*WORK INSTRUCTION*: A single number is required: how many lines below include the string "first".
--- ENTRIES PROVIDED ---
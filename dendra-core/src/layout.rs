//! Geometric layout for dendrogram display
//!
//! Pure coordinate transforms that turn the topological node positions of a
//! [`Dendrogram`] into two-dimensional display coordinates: a conventional
//! top-down dendrogram layout, a −90° rotation into the left-to-right
//! drawing convention, a rescale of the depth axis so spacing follows the
//! recorded clustering distances, and an optional mirror for flipped trees.

use crate::model::{Dendrogram, NodeId};

/// Target drawing region for a layout pass.
#[derive(Debug, Clone)]
pub struct Viewport {
    /// Horizontal translation applied after rotation.
    pub offset_x: f64,
    /// Vertical translation applied after rotation.
    pub offset_y: f64,
    /// Pixel span of the depth axis (root to deepest leaf).
    pub width: f64,
    /// Pixel span of the leaf axis.
    pub height: f64,
    /// Pixels reserved for leaf label text when the tree is mirrored.
    pub label_reserve: f64,
}

/// Recompute the display coordinates of every node in `tree`.
///
/// The passes run in order: initial top-down positions, rotation and
/// translation into the viewport, distance-proportional rescaling of the
/// depth axis, and, when the tree's flipped flag is set, mirroring of the
/// depth axis with room for labels.
pub fn update_coordinates(tree: &mut Dendrogram, viewport: &Viewport) {
    assign_initial_positions(tree, viewport);
    rotate_and_translate(tree, viewport);
    scale_x_coordinates(tree);
    if tree.is_flipped() {
        flip_x_coordinates(tree, viewport.label_reserve);
    }
}

/// Conventional top-down dendrogram positions, axes still unswapped:
/// leaves evenly spaced along `x` in traversal order, internal nodes at the
/// mean of their children, depth along `y` proportional to topological
/// depth and scaled to the viewport width.
fn assign_initial_positions(tree: &mut Dendrogram, viewport: &Viewport) {
    let root = tree.root();

    // Depth per node; the preorder arena guarantees parents come first.
    let mut depths = vec![0usize; tree.len()];
    let mut max_depth = 1usize;
    for (id, node) in tree.nodes() {
        if let Some(parent) = node.parent {
            depths[id] = depths[parent] + 1;
            max_depth = max_depth.max(depths[id]);
        }
    }

    let leaf_step = viewport.height / tree.leaf_count().max(1) as f64;
    let depth_step = viewport.width / max_depth as f64;

    let order = tree.subtree_ids(root);
    let mut next_leaf = 0usize;
    for &id in &order {
        let node = tree.node(id);
        if node.is_leaf() {
            let x = (next_leaf as f64 + 0.5) * leaf_step;
            next_leaf += 1;
            let node = tree.node_mut(id);
            node.x = x;
        }
        tree.node_mut(id).y = depths[id] as f64 * depth_step;
    }

    // Internal nodes sit at the mean of their children; reverse arena order
    // visits children first.
    for index in (0..tree.len()).rev() {
        if tree.node(index).is_leaf() {
            continue;
        }
        let children = tree.node(index).children.clone();
        let sum: f64 = children.iter().map(|&c| tree.node(c).x).sum();
        tree.node_mut(index).x = sum / children.len() as f64;
    }
}

/// Rotate every coordinate pair by −90° about the origin, then translate
/// into the viewport. This swaps the depth axis into the horizontal.
fn rotate_and_translate(tree: &mut Dendrogram, viewport: &Viewport) {
    for node in tree.nodes_mut() {
        let (x, y) = (node.x, node.y);
        node.x = y + viewport.offset_x;
        node.y = -x + viewport.offset_y;
    }
}

/// Replace the uniform depth spacing with spacing proportional to the
/// clustering distance recorded on each node: `x` becomes proportional to
/// `(root.distance - node.distance) / root.distance` over the pixel span
/// between the root and the leaves, re-offset by the root's `x`.
fn scale_x_coordinates(tree: &mut Dendrogram) {
    let root = tree.root();
    let root_x = tree.node(root).x;
    let root_distance = tree.node(root).distance;
    if root_distance <= 0.0 {
        // Degenerate tree with no recorded distances; keep uniform spacing.
        return;
    }
    let span = farthest_leaf_x(tree) - root_x;
    for node in tree.nodes_mut() {
        node.x = root_x + (root_distance - node.distance) / root_distance * span;
    }
}

/// Mirror the depth axis for a flipped tree, reserving `label_reserve`
/// pixels for label text at the new leaf end.
fn flip_x_coordinates(tree: &mut Dendrogram, label_reserve: f64) {
    let root_x = tree.node(tree.root()).x;
    let leaf_x = farthest_leaf_x(tree);
    for node in tree.nodes_mut() {
        node.x = label_reserve + root_x + (leaf_x - node.x);
    }
}

fn farthest_leaf_x(tree: &Dendrogram) -> f64 {
    tree.subtree_leaves(tree.root())
        .into_iter()
        .map(|id: NodeId| tree.node(id).x)
        .fold(f64::NEG_INFINITY, f64::max)
}

#[cfg(test)]
mod tests {
    use super::*;
    use crate::model::Dendrogram;

    fn viewport() -> Viewport {
        Viewport {
            offset_x: 0.0,
            offset_y: 600.0,
            width: 400.0,
            height: 300.0,
            label_reserve: 100.0,
        }
    }

    fn laid_out_tree() -> Dendrogram {
        let mut tree =
            Dendrogram::from_newick("test", "'A':0.5,('B':0.3,'C':0.3):0.2").unwrap();
        update_coordinates(&mut tree, &viewport());
        tree
    }

    #[test]
    fn leaves_are_evenly_spaced_on_the_leaf_axis() {
        let tree = laid_out_tree();
        let ys: Vec<f64> = tree
            .subtree_leaves(tree.root())
            .into_iter()
            .map(|id| tree.node(id).y)
            .collect();
        assert_eq!(ys.len(), 3);
        let gap0 = ys[0] - ys[1];
        let gap1 = ys[1] - ys[2];
        assert!((gap0 - gap1).abs() < 1e-9);
        assert!((gap0 - 100.0).abs() < 1e-9);
    }

    #[test]
    fn internal_nodes_sit_at_the_mean_of_their_children() {
        let tree = laid_out_tree();
        for (_, node) in tree.nodes() {
            if node.is_leaf() {
                continue;
            }
            let mean: f64 = node
                .children
                .iter()
                .map(|&c| tree.node(c).y)
                .sum::<f64>()
                / node.children.len() as f64;
            assert!((node.y - mean).abs() < 1e-9);
        }
    }

    #[test]
    fn depth_axis_is_proportional_to_clustering_distance() {
        let tree = laid_out_tree();
        let root = tree.node(tree.root());
        let leaf_x = root.x + 400.0;

        for (_, node) in tree.nodes() {
            let expected =
                root.x + (root.distance - node.distance) / root.distance * (leaf_x - root.x);
            assert!((node.x - expected).abs() < 1e-9);
        }

        // Leaves land on the far edge, the root on the near one.
        for id in tree.subtree_leaves(tree.root()) {
            assert!((tree.node(id).x - leaf_x).abs() < 1e-9);
        }
        assert!((root.x - 0.0).abs() < 1e-9);
    }

    #[test]
    fn flipping_twice_round_trips_every_x() {
        let mut tree =
            Dendrogram::from_newick("test", "'A':0.5,('B':0.3,'C':0.3):0.2").unwrap();
        let viewport = viewport();
        update_coordinates(&mut tree, &viewport);
        let original: Vec<f64> = tree.nodes().map(|(_, n)| n.x).collect();

        tree.toggle_flipped();
        update_coordinates(&mut tree, &viewport);
        let mirrored: Vec<f64> = tree.nodes().map(|(_, n)| n.x).collect();
        assert!(original
            .iter()
            .zip(&mirrored)
            .any(|(a, b)| (a - b).abs() > 1e-9));

        tree.toggle_flipped();
        update_coordinates(&mut tree, &viewport);
        let restored: Vec<f64> = tree.nodes().map(|(_, n)| n.x).collect();
        for (a, b) in original.iter().zip(&restored) {
            assert!((a - b).abs() < 1e-9);
        }
    }

    #[test]
    fn flipped_layout_reserves_label_room() {
        let mut tree =
            Dendrogram::from_newick("test", "'A':0.5,('B':0.3,'C':0.3):0.2").unwrap();
        let viewport = viewport();
        tree.toggle_flipped();
        update_coordinates(&mut tree, &viewport);

        // Mirrored: the root now sits past the leaves, shifted by the
        // label reserve.
        let root_x = tree.node(tree.root()).x;
        assert!((root_x - (viewport.label_reserve + 400.0)).abs() < 1e-9);
        for id in tree.subtree_leaves(tree.root()) {
            assert!((tree.node(id).x - viewport.label_reserve).abs() < 1e-9);
        }
    }
}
---
*SOLUTION BELOW*: 2